Content starts

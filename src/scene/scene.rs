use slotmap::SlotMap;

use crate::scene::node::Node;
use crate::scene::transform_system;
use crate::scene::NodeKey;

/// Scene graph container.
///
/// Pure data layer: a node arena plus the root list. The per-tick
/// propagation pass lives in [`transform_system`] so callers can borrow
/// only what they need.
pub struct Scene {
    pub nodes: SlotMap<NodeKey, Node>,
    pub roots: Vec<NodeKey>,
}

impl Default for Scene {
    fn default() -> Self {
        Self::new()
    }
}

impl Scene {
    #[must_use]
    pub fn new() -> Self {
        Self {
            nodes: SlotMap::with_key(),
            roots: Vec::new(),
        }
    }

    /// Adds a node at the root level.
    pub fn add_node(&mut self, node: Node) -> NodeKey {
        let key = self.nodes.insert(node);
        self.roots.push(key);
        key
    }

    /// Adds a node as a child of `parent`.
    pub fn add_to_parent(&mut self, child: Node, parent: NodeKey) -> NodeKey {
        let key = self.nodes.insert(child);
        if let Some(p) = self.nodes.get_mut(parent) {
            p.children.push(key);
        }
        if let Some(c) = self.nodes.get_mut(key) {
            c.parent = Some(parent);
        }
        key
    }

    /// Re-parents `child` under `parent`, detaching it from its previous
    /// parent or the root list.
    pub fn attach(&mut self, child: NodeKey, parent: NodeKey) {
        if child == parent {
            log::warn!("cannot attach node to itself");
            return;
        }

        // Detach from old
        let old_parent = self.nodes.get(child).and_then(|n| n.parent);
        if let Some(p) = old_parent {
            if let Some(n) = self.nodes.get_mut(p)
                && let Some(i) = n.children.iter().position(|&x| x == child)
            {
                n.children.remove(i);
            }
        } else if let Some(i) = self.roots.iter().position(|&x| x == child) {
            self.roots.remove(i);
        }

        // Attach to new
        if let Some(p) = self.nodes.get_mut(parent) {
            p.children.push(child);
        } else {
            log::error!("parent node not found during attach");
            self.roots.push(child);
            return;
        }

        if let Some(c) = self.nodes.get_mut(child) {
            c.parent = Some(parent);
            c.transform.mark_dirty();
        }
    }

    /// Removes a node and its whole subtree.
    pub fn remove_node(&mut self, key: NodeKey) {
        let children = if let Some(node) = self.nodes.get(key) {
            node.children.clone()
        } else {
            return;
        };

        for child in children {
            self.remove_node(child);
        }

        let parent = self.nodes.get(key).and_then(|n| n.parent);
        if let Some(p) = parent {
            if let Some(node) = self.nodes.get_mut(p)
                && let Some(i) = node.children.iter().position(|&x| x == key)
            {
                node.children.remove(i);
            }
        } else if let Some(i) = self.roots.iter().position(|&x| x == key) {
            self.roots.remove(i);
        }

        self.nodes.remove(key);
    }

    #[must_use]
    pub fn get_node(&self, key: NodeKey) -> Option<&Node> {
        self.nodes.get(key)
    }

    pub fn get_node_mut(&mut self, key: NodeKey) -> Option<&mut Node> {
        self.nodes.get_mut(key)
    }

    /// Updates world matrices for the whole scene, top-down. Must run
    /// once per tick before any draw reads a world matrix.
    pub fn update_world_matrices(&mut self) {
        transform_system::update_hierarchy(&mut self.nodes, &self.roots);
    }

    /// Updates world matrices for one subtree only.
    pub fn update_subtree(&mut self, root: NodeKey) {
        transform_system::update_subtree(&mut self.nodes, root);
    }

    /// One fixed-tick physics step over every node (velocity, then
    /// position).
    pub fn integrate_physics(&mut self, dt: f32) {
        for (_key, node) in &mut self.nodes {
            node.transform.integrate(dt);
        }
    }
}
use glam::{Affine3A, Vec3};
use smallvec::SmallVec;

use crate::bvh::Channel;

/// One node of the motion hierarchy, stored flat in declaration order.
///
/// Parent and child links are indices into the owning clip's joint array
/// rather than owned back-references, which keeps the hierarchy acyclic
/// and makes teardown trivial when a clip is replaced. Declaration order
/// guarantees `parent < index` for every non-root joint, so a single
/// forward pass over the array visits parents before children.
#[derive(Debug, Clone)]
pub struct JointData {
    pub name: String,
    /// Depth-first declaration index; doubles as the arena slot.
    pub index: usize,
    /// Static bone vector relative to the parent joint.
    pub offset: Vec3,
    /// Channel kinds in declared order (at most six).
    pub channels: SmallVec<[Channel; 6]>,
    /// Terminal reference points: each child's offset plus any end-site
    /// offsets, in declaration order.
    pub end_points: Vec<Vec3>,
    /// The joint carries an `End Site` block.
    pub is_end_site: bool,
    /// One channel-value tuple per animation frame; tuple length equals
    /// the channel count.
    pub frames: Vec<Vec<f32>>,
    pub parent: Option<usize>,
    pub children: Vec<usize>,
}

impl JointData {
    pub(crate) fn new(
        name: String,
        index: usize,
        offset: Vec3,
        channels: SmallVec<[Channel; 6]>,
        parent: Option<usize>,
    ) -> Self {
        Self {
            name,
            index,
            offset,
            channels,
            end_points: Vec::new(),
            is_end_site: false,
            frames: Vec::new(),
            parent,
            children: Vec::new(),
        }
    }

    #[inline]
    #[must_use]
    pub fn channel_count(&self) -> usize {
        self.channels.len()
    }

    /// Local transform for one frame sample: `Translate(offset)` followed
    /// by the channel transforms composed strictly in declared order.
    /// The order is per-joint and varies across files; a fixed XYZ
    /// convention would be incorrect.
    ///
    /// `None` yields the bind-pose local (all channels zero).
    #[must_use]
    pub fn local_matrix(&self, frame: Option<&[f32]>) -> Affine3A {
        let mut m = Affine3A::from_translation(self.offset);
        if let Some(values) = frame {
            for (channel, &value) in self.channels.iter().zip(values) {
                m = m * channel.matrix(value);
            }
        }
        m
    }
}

Content ends

Using the data above, show each line where "only" occurs.

● **Answer for the task**:
/// only what they need.
    /// Updates world matrices for one subtree only.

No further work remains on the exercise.